Crafting this year’s state budget will be a challenge and some long-held assumptions and principles will be tested.

That was the message from Sen. John Arthur Smith, the famously fiscally conservative and pessimistic chair of the Senate Finance Committee, as he gave a short preview of the budget on Monday morning.
The Deming Democrat spoke on the Senate floor, just two days after the House passed their version of the budget. His committee will now begin the review of the budget.
“We’re real concerned about getting through the fiscal year we’re in,” Smith said. He noted that there were essentially “zero” in reserves.
He then listed the numbers of plummeting funding streams from November, the latest numbers available.
Gross receipts taxes were down nearly $100 million when compared to the previous November. The compensating taxes were down $30 million. Corporate income taxes were down $60 million. Oil and gas revenues were down $180 million.

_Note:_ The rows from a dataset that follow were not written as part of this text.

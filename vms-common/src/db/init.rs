//! Database initialization
//!
//! Opens (creating if needed) the SQLite database and installs the voucher
//! schema. Every statement is idempotent, so running it against an existing
//! database is safe.

use crate::Result;
use sqlx::{sqlite::SqlitePoolOptions, SqlitePool};
use std::path::Path;
use tracing::info;

/// Initialize database connection and create tables if needed
pub async fn init_database(db_path: &Path) -> Result<SqlitePool> {
    let newly_created = !db_path.exists();

    // Create parent directory if it doesn't exist
    if let Some(parent) = db_path.parent() {
        if !parent.as_os_str().is_empty() {
            std::fs::create_dir_all(parent)?;
        }
    }

    let db_url = format!("sqlite://{}?mode=rwc", db_path.display());
    let pool = SqlitePoolOptions::new()
        .max_connections(10)
        .connect(&db_url)
        .await?;

    if newly_created {
        info!("Initialized new database: {}", db_path.display());
    } else {
        info!("Opened existing database: {}", db_path.display());
    }

    // WAL allows concurrent readers alongside the single writer
    sqlx::query("PRAGMA journal_mode = WAL")
        .execute(&pool)
        .await?;

    sqlx::query("PRAGMA busy_timeout = 5000")
        .execute(&pool)
        .await?;

    create_vouchers_table(&pool).await?;

    Ok(pool)
}

/// Create the vouchers table and its indexes
///
/// Code uniqueness only applies to active rows: a soft-deleted voucher does
/// not block reuse of its code. `discount_percent` carries its own range
/// check as a storage-level backstop.
pub async fn create_vouchers_table(pool: &SqlitePool) -> Result<()> {
    sqlx::query(
        r#"
        CREATE TABLE IF NOT EXISTS vouchers (
            id INTEGER PRIMARY KEY AUTOINCREMENT,
            voucher_code TEXT NOT NULL CHECK (length(voucher_code) BETWEEN 1 AND 50),
            discount_percent REAL NOT NULL CHECK (discount_percent >= 1 AND discount_percent <= 100),
            expiry_date TEXT NOT NULL,
            created_at TEXT NOT NULL,
            updated_at TEXT NOT NULL,
            deleted_at TEXT
        )
        "#,
    )
    .execute(pool)
    .await?;

    sqlx::query(
        r#"
        CREATE UNIQUE INDEX IF NOT EXISTS idx_vouchers_active_code
            ON vouchers (voucher_code)
            WHERE deleted_at IS NULL
        "#,
    )
    .execute(pool)
    .await?;

    sqlx::query("CREATE INDEX IF NOT EXISTS idx_vouchers_deleted_at ON vouchers (deleted_at)")
        .execute(pool)
        .await?;

    sqlx::query("CREATE INDEX IF NOT EXISTS idx_vouchers_created_at ON vouchers (created_at)")
        .execute(pool)
        .await?;

    Ok(())
}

Even in the areas with increases ($20 million in personal income taxes and $20 million in investment income), Smith said they would likely be adjusted down.
In all, Smith said the state is $358 million in the hole.
“Much denial is still prevalent throughout the state of New Mexico and also in this capital facility,” Smith said.
Because of the dire—a word Smith often uses—budget situation, Smith said that he felt the executive and the Legislature would need to “move in areas they don’t want to move in.”
Sen. Jerry Ortiz y Pino, D-Albuquerque, said the budget situation shows a need to either tax increases or a cut in services.
“If we don’t have new revenue, and we don’t have reserves, we can’t exist without cutting existing services,” Ortiz y Pino said.
Ortiz y Pino also wondered at what the executive was proposing.
“What are they proposing as a way to balance the budget this year since the governor has frequently mentioned that we’ve eliminated our structural deficit and we’ve done it without cutting services and without raising taxes?” Ortiz y Pino said. This echoed concerns Ortiz y Pino voiced last week.
Smith introduced several bills that will face scrutiny.
One, a reimposition of the food tax, even he knows is dead on arrival. He introduced the bill to make a point about the dire—that word again—budget situation.
Another that may have more legs is a proposal to delay corporate income tax cuts that the Legislature passed in a special session last year. House Democrats were largely in favor of the bill.
There is one major stumbling point on that; Rep. Larry Larrañaga, the chairman of the House Appropriations and Finance Committee, declared that delaying the date of tax cuts is itself a tax increase. Republicans are largely opposed to any and all tax increases.
“We’re back on faith-based economics,” Smith said. “We better pray that it gets better.”